Direct Extraction of Lithium from α-Spodumene by Salt Roasting–Leaching Process

In recent years, several methods have been reported to extract lithium (Li) from spodumene. However, the majority of them still require the transformation of the naturally occurring spodumene phase (α) to the more reactive crystalline phase (β) by calcination at 1100 °C. To address the economic drawbacks and high greenhouse gas emission of this phase transformation, this study aimed to directly extract Li from α-spodumene. Nine reagents of alkali metals (Group IA), alkaline earth metals (Group IIA), and ammonium (NH4+) salts were examined for roasting and phase transformation of α-spodumene to water- or acid-soluble phases. For this purpose, sequential roasting, water leaching, and acid leaching were performed.
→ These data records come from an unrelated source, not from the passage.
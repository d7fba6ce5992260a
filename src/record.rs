//! PersonRecord: the entity stored in the people table
//!
//! A person is addressed by (last name, first name): the last name is the
//! partition key and the first name is the row key. The phone number is the
//! only mutable payload.

use chrono::{DateTime, Utc};
use serde::{Deserialize, Serialize};
use std::fmt;

/// Longest key the table service accepts, in characters
pub const MAX_KEY_LEN: usize = 1024;

/// Longest string property the table service accepts, in characters
pub const MAX_STRING_PROPERTY_LEN: usize = 32 * 1024;

/// Two-part record address
#[derive(Debug, Clone, PartialEq, Eq, PartialOrd, Ord, Hash)]
pub struct RecordKey {
    pub partition_key: String,
    pub row_key: String,
}

impl RecordKey {
    pub fn new(partition_key: impl Into<String>, row_key: impl Into<String>) -> Self {
        Self {
            partition_key: partition_key.into(),
            row_key: row_key.into(),
        }
    }

    /// Check both key parts against the service's key rules.
    ///
    /// Returns the reason for the first violation found.
    pub fn validate(&self) -> std::result::Result<(), String> {
        validate_key_part("PartitionKey", &self.partition_key)?;
        validate_key_part("RowKey", &self.row_key)
    }
}

impl fmt::Display for RecordKey {
    fn fmt(&self, f: &mut fmt::Formatter<'_>) -> fmt::Result {
        write!(f, "({}, {})", self.partition_key, self.row_key)
    }
}

fn validate_key_part(name: &str, value: &str) -> std::result::Result<(), String> {
    let len = value.chars().count();
    if len > MAX_KEY_LEN {
        return Err(format!("{} is {} characters (max: {})", name, len, MAX_KEY_LEN));
    }
    if let Some(c) = value
        .chars()
        .find(|c| matches!(c, '/' | '\\' | '#' | '?') || c.is_control())
    {
        return Err(format!("{} contains disallowed character {:?}", name, c));
    }
    Ok(())
}

/// A person entity
///
/// Field names serialize to the table service's property names
/// (`PartitionKey`, `RowKey`, `PhoneNumber`). `Timestamp` is owned by the
/// service: it is read back but never sent.
#[derive(Debug, Clone, PartialEq, Serialize, Deserialize)]
#[serde(rename_all = "PascalCase")]
pub struct PersonRecord {
    pub partition_key: String,
    pub row_key: String,
    pub phone_number: String,
    #[serde(skip_serializing, default = "Utc::now")]
    pub timestamp: DateTime<Utc>,
}

impl PersonRecord {
    pub fn new(
        first_name: impl Into<String>,
        last_name: impl Into<String>,
        phone_number: impl Into<String>,
    ) -> Self {
        Self {
            partition_key: last_name.into(),
            row_key: first_name.into(),
            phone_number: phone_number.into(),
            timestamp: Utc::now(),
        }
    }

    pub fn last_name(&self) -> &str {
        &self.partition_key
    }

    pub fn first_name(&self) -> &str {
        &self.row_key
    }

    pub fn key(&self) -> RecordKey {
        RecordKey::new(self.partition_key.clone(), self.row_key.clone())
    }

    /// Equality on everything except the service-assigned timestamp
    pub fn same_contents(&self, other: &PersonRecord) -> bool {
        self.partition_key == other.partition_key
            && self.row_key == other.row_key
            && self.phone_number == other.phone_number
    }
}

impl fmt::Display for PersonRecord {
    fn fmt(&self, f: &mut fmt::Formatter<'_>) -> fmt::Result {
        write!(
            f,
            "{} {} {}",
            self.first_name(),
            self.last_name(),
            self.phone_number
        )
    }
}

#[cfg(test)]
mod tests {
    use super::*;

    #[test]
    fn test_name_mapping() {
        let person = PersonRecord::new("John", "Smith", "0411223344");
        assert_eq!(person.partition_key, "Smith");
        assert_eq!(person.row_key, "John");
        assert_eq!(person.last_name(), "Smith");
        assert_eq!(person.first_name(), "John");
        assert_eq!(person.to_string(), "John Smith 0411223344");
        assert_eq!(person.key(), RecordKey::new("Smith", "John"));
    }

    #[test]
    fn test_wire_names() {
        let person = PersonRecord::new("Jane", "Doe", "9999999");
        let json = serde_json::to_value(&person).unwrap();

        assert_eq!(json["PartitionKey"], "Doe");
        assert_eq!(json["RowKey"], "Jane");
        assert_eq!(json["PhoneNumber"], "9999999");
        assert!(json.get("Timestamp").is_none());
    }

    #[test]
    fn test_reads_service_entity() {
        let body = r#"{
            "odata.etag": "W/\"datetime'2024-05-01T10%3A00%3A00.1234567Z'\"",
            "PartitionKey": "Doe",
            "RowKey": "John",
            "Timestamp": "2024-05-01T10:00:00.1234567Z",
            "PhoneNumber": "1111111"
        }"#;
        let person: PersonRecord = serde_json::from_str(body).unwrap();

        assert_eq!(person.key(), RecordKey::new("Doe", "John"));
        assert_eq!(person.phone_number, "1111111");
        assert_eq!(person.timestamp.timestamp_subsec_nanos(), 123_456_700);
    }

    #[test]
    fn test_same_contents_ignores_timestamp() {
        let a = PersonRecord::new("John", "Smith", "1");
        let mut b = a.clone();
        b.timestamp = a.timestamp + chrono::Duration::seconds(30);
        assert!(a.same_contents(&b));

        b.phone_number = "2".to_string();
        assert!(!a.same_contents(&b));
    }

    #[test]
    fn test_key_validation() {
        assert!(RecordKey::new("Smith", "John").validate().is_ok());
        assert!(RecordKey::new("", "").validate().is_ok());
        assert!(RecordKey::new("Smith/Jones", "John").validate().is_err());
        assert!(RecordKey::new("Smith", "Jo#hn").validate().is_err());
        assert!(RecordKey::new("Smith", "John?").validate().is_err());
        assert!(RecordKey::new("back\\slash", "x").validate().is_err());
        assert!(RecordKey::new("tab\there", "x").validate().is_err());

        let long = "a".repeat(MAX_KEY_LEN + 1);
        let reason = RecordKey::new("Smith", long).validate().unwrap_err();
        assert!(reason.contains("RowKey"));
    }
}
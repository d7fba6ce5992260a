use std::fmt;

use thiserror::Error;

use crate::record::RecordKey;

/// The table operation an error was raised from
#[derive(Debug, Clone, Copy, PartialEq, Eq)]
pub enum Operation {
    Initialize,
    Insert,
    Retrieve,
    Update,
    Delete,
    Scan,
}

impl Operation {
    /// Operations that write to the table. Service rejections of these
    /// surface as `TableError::Write`, everything else as `TableError::Read`.
    pub fn is_write(self) -> bool {
        matches!(self, Operation::Insert | Operation::Update | Operation::Delete)
    }
}

impl fmt::Display for Operation {
    fn fmt(&self, f: &mut fmt::Formatter<'_>) -> fmt::Result {
        let name = match self {
            Operation::Initialize => "initialize",
            Operation::Insert => "insert",
            Operation::Retrieve => "retrieve",
            Operation::Update => "update",
            Operation::Delete => "delete",
            Operation::Scan => "scan",
        };
        f.write_str(name)
    }
}

#[derive(Error, Debug)]
pub enum TableError {
    #[error("Connection error: {reason}")]
    Connection { reason: String },

    #[error("Table service error during {operation}: {reason}")]
    Service { operation: Operation, reason: String },

    #[error("{operation} of {key} rejected by table service: {reason}")]
    Write {
        operation: Operation,
        key: RecordKey,
        reason: String,
    },

    #[error("{operation} failed: {reason}")]
    Read { operation: Operation, reason: String },

    #[error("Configuration error: {0}")]
    ConfigError(String),

    #[error("IO error: {0}")]
    IoError(#[from] std::io::Error),

    #[error("Serialization error: {0}")]
    SerializationError(#[from] serde_json::Error),
}

impl TableError {
    pub fn connection(reason: impl Into<String>) -> Self {
        TableError::Connection {
            reason: reason.into(),
        }
    }

    pub fn service(operation: Operation, reason: impl Into<String>) -> Self {
        TableError::Service {
            operation,
            reason: reason.into(),
        }
    }

    pub fn write(operation: Operation, key: &RecordKey, reason: impl Into<String>) -> Self {
        TableError::Write {
            operation,
            key: key.clone(),
            reason: reason.into(),
        }
    }

    pub fn read(operation: Operation, reason: impl Into<String>) -> Self {
        TableError::Read {
            operation,
            reason: reason.into(),
        }
    }
}

pub type Result<T> = std::result::Result<T, TableError>;

#[cfg(test)]
mod tests {
    use super::*;

    #[test]
    fn test_write_operations() {
        assert!(Operation::Insert.is_write());
        assert!(Operation::Update.is_write());
        assert!(Operation::Delete.is_write());
        assert!(!Operation::Retrieve.is_write());
        assert!(!Operation::Scan.is_write());
        assert!(!Operation::Initialize.is_write());
    }

    #[test]
    fn test_error_messages() {
        let key = RecordKey::new("Smith", "John");
        let err = TableError::write(Operation::Insert, &key, "PropertyValueTooLarge");
        assert_eq!(
            err.to_string(),
            "insert of (Smith, John) rejected by table service: PropertyValueTooLarge"
        );

        let err = TableError::service(Operation::Scan, "connection refused");
        assert_eq!(
            err.to_string(),
            "Table service error during scan: connection refused"
        );
    }
}
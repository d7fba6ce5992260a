//! Storage configuration
//!
//! Settings come from a JSON file (`appsettings.json` by default) with an
//! `azureStorage` section, and environment variables override the file:
//!
//! ```json
//! {
//!   "azureStorage": {
//!     "storageConnectionString": "DefaultEndpointsProtocol=https;AccountName=...;AccountKey=...",
//!     "storageTableName": "people",
//!     "scanPageSize": 1000
//!   }
//! }
//! ```

use serde::Deserialize;
use std::path::Path;
use tracing::{debug, info};

use crate::error::{Result, TableError};

pub const DEFAULT_SETTINGS_FILE: &str = "appsettings.json";

/// Service maximum for entities per query page
pub const MAX_SCAN_PAGE_SIZE: usize = 1000;

pub const ENV_CONNECTION_STRING: &str = "STORAGE_CONNECTION_STRING";
pub const ENV_AZURE_CONNECTION_STRING: &str = "AZURE_STORAGE_CONNECTION_STRING";
pub const ENV_TABLE_NAME: &str = "STORAGE_TABLE_NAME";
pub const ENV_SCAN_PAGE_SIZE: &str = "STORAGE_SCAN_PAGE_SIZE";

#[derive(Clone)]
pub struct StorageConfig {
    pub connection_string: String,
    pub table_name: String,
    /// Records requested per scan page
    pub scan_page_size: usize,
}

impl std::fmt::Debug for StorageConfig {
    fn fmt(&self, f: &mut std::fmt::Formatter<'_>) -> std::fmt::Result {
        f.debug_struct("StorageConfig")
            .field("connection_string", &"<redacted>")
            .field("table_name", &self.table_name)
            .field("scan_page_size", &self.scan_page_size)
            .finish()
    }
}

#[derive(Debug, Default, Deserialize)]
#[serde(rename_all = "camelCase")]
struct SettingsFile {
    #[serde(default)]
    azure_storage: StorageSection,
}

#[derive(Debug, Default, Deserialize)]
#[serde(rename_all = "camelCase")]
struct StorageSection {
    storage_connection_string: Option<String>,
    storage_table_name: Option<String>,
    scan_page_size: Option<usize>,
}

impl StorageConfig {
    pub fn new(connection_string: impl Into<String>, table_name: impl Into<String>) -> Result<Self> {
        let config = Self {
            connection_string: connection_string.into(),
            table_name: table_name.into(),
            scan_page_size: MAX_SCAN_PAGE_SIZE,
        };
        config.validate()?;
        Ok(config)
    }

    /// Load from a settings file, then apply environment overrides.
    ///
    /// A missing file is fine as long as the environment supplies the
    /// required keys.
    pub fn load(path: impl AsRef<Path>) -> Result<Self> {
        let path = path.as_ref();
        let json = match std::fs::read_to_string(path) {
            Ok(json) => {
                info!("Loading storage settings from {}", path.display());
                Some(json)
            }
            Err(e) if e.kind() == std::io::ErrorKind::NotFound => {
                debug!("Settings file {} not found, using environment only", path.display());
                None
            }
            Err(e) => return Err(e.into()),
        };

        Self::resolve(json.as_deref(), |name| std::env::var(name).ok())
    }

    /// Build from optional settings JSON and an environment lookup
    pub fn resolve<F>(json: Option<&str>, env: F) -> Result<Self>
    where
        F: Fn(&str) -> Option<String>,
    {
        let section = match json {
            Some(json) => serde_json::from_str::<SettingsFile>(json)?.azure_storage,
            None => StorageSection::default(),
        };

        let connection_string = env(ENV_CONNECTION_STRING)
            .or_else(|| env(ENV_AZURE_CONNECTION_STRING))
            .or(section.storage_connection_string)
            .ok_or_else(|| {
                TableError::ConfigError(format!(
                    "missing storageConnectionString (set azureStorage.storageConnectionString or {})",
                    ENV_CONNECTION_STRING
                ))
            })?;

        let table_name = env(ENV_TABLE_NAME)
            .or(section.storage_table_name)
            .ok_or_else(|| {
                TableError::ConfigError(format!(
                    "missing storageTableName (set azureStorage.storageTableName or {})",
                    ENV_TABLE_NAME
                ))
            })?;

        let scan_page_size = match env(ENV_SCAN_PAGE_SIZE) {
            Some(raw) => raw.parse::<usize>().map_err(|_| {
                TableError::ConfigError(format!("{} is not a number: {}", ENV_SCAN_PAGE_SIZE, raw))
            })?,
            None => section.scan_page_size.unwrap_or(MAX_SCAN_PAGE_SIZE),
        };

        let config = Self {
            connection_string,
            table_name,
            scan_page_size,
        };
        config.validate()?;
        Ok(config)
    }

    pub fn with_scan_page_size(mut self, scan_page_size: usize) -> Result<Self> {
        self.scan_page_size = scan_page_size;
        self.validate()?;
        Ok(self)
    }

    fn validate(&self) -> Result<()> {
        validate_table_name(&self.table_name)?;
        if self.scan_page_size == 0 || self.scan_page_size > MAX_SCAN_PAGE_SIZE {
            return Err(TableError::ConfigError(format!(
                "scanPageSize must be between 1 and {}, got {}",
                MAX_SCAN_PAGE_SIZE, self.scan_page_size
            )));
        }
        Ok(())
    }
}

/// Table names are 3-63 alphanumeric characters and start with a letter
pub fn validate_table_name(name: &str) -> Result<()> {
    let valid_len = (3..=63).contains(&name.len());
    let starts_with_letter = name.chars().next().map_or(false, |c| c.is_ascii_alphabetic());
    let alphanumeric = name.chars().all(|c| c.is_ascii_alphanumeric());

    if valid_len && starts_with_letter && alphanumeric {
        Ok(())
    } else {
        Err(TableError::ConfigError(format!(
            "invalid table name '{}': expected 3-63 alphanumeric characters starting with a letter",
            name
        )))
    }
}

#[cfg(test)]
mod tests {
    use super::*;
    use std::collections::HashMap;

    const SETTINGS: &str = r#"{
        "azureStorage": {
            "storageConnectionString": "AccountName=fileacct;AccountKey=a2V5",
            "storageTableName": "people"
        }
    }"#;

    fn env_of(vars: &[(&str, &str)]) -> impl Fn(&str) -> Option<String> {
        let vars: HashMap<String, String> = vars
            .iter()
            .map(|(k, v)| (k.to_string(), v.to_string()))
            .collect();
        move |name| vars.get(name).cloned()
    }

    #[test]
    fn test_settings_file_only() {
        let config = StorageConfig::resolve(Some(SETTINGS), env_of(&[])).unwrap();
        assert_eq!(config.connection_string, "AccountName=fileacct;AccountKey=a2V5");
        assert_eq!(config.table_name, "people");
        assert_eq!(config.scan_page_size, MAX_SCAN_PAGE_SIZE);
    }

    #[test]
    fn test_environment_overrides_file() {
        let env = env_of(&[
            (ENV_CONNECTION_STRING, "AccountName=envacct;AccountKey=a2V5"),
            (ENV_TABLE_NAME, "contacts"),
            (ENV_SCAN_PAGE_SIZE, "50"),
        ]);
        let config = StorageConfig::resolve(Some(SETTINGS), env).unwrap();
        assert_eq!(config.connection_string, "AccountName=envacct;AccountKey=a2V5");
        assert_eq!(config.table_name, "contacts");
        assert_eq!(config.scan_page_size, 50);
    }

    #[test]
    fn test_azure_connection_string_variable() {
        let env = env_of(&[
            (ENV_AZURE_CONNECTION_STRING, "UseDevelopmentStorage=true"),
            (ENV_TABLE_NAME, "people"),
        ]);
        let config = StorageConfig::resolve(None, env).unwrap();
        assert_eq!(config.connection_string, "UseDevelopmentStorage=true");
    }

    #[test]
    fn test_missing_keys() {
        let err = StorageConfig::resolve(None, env_of(&[])).unwrap_err();
        assert!(err.to_string().contains("storageConnectionString"));

        let env = env_of(&[(ENV_CONNECTION_STRING, "UseDevelopmentStorage=true")]);
        let err = StorageConfig::resolve(Some("{}"), env).unwrap_err();
        assert!(err.to_string().contains("storageTableName"));
    }

    #[test]
    fn test_bad_page_size() {
        let json = r#"{"azureStorage": {"storageConnectionString": "x", "storageTableName": "people", "scanPageSize": 0}}"#;
        assert!(StorageConfig::resolve(Some(json), env_of(&[])).is_err());

        let env = env_of(&[(ENV_SCAN_PAGE_SIZE, "lots")]);
        assert!(StorageConfig::resolve(Some(SETTINGS), env).is_err());

        let config = StorageConfig::new("x", "people").unwrap();
        assert!(config.with_scan_page_size(MAX_SCAN_PAGE_SIZE + 1).is_err());
    }

    #[test]
    fn test_malformed_json() {
        let err = StorageConfig::resolve(Some("{not json"), env_of(&[])).unwrap_err();
        assert!(matches!(err, TableError::SerializationError(_)));
    }

    #[test]
    fn test_table_names() {
        assert!(validate_table_name("people").is_ok());
        assert!(validate_table_name("People2024").is_ok());
        assert!(validate_table_name("pe").is_err());
        assert!(validate_table_name("2people").is_err());
        assert!(validate_table_name("people-table").is_err());
        assert!(validate_table_name(&"p".repeat(64)).is_err());
    }

    #[test]
    fn test_load_from_file() {
        let path = std::env::temp_dir().join(format!("people-table-settings-{}.json", std::process::id()));
        std::fs::write(&path, SETTINGS).unwrap();

        let config = StorageConfig::load(&path).unwrap();
        assert_eq!(config.table_name, "people");

        std::fs::remove_file(&path).unwrap();
    }

    #[test]
    fn test_debug_redacts_connection_string() {
        let config = StorageConfig::new("AccountName=a;AccountKey=c2VjcmV0", "people").unwrap();
        assert!(!format!("{:?}", config).contains("c2VjcmV0"));
    }
}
The leaching recovery results showed that the order of roasting efficacy of the three reagent categories is Group IA > Group IIA > > NH4+. 71 and 88% of water leaching and total leaching recovery values, correspondingly, were achieved by the NaOH roasting–water leaching–acid leaching process, under the nonoptimized conditions of a roasting temperature of 320 °C, an NaOH: spodumene ratio of 1.5:1, and a roasting time of 2 h. Thermodynamics analysis by FactSage demonstrated that α-spodumene was decomposed to Na2SiO3, Na4SiO4, NaAlO2, and Li3NaSiO4 by NaOH and to NaAlSiO4, Na2SiO3, and Li3NaSiO4 by Na2CO3. Eh-pH diagrams calculated by HSC Chemistry revealed that despite the low solubility of lithium silicates in water, they dissolve at high pH (>12.5), explaining the high water leaching recovery of Li. In future studies, the optimization of the process parameters will be conducted to maximize the Li recovery in water leaching, while recovering other valuable elements as byproducts.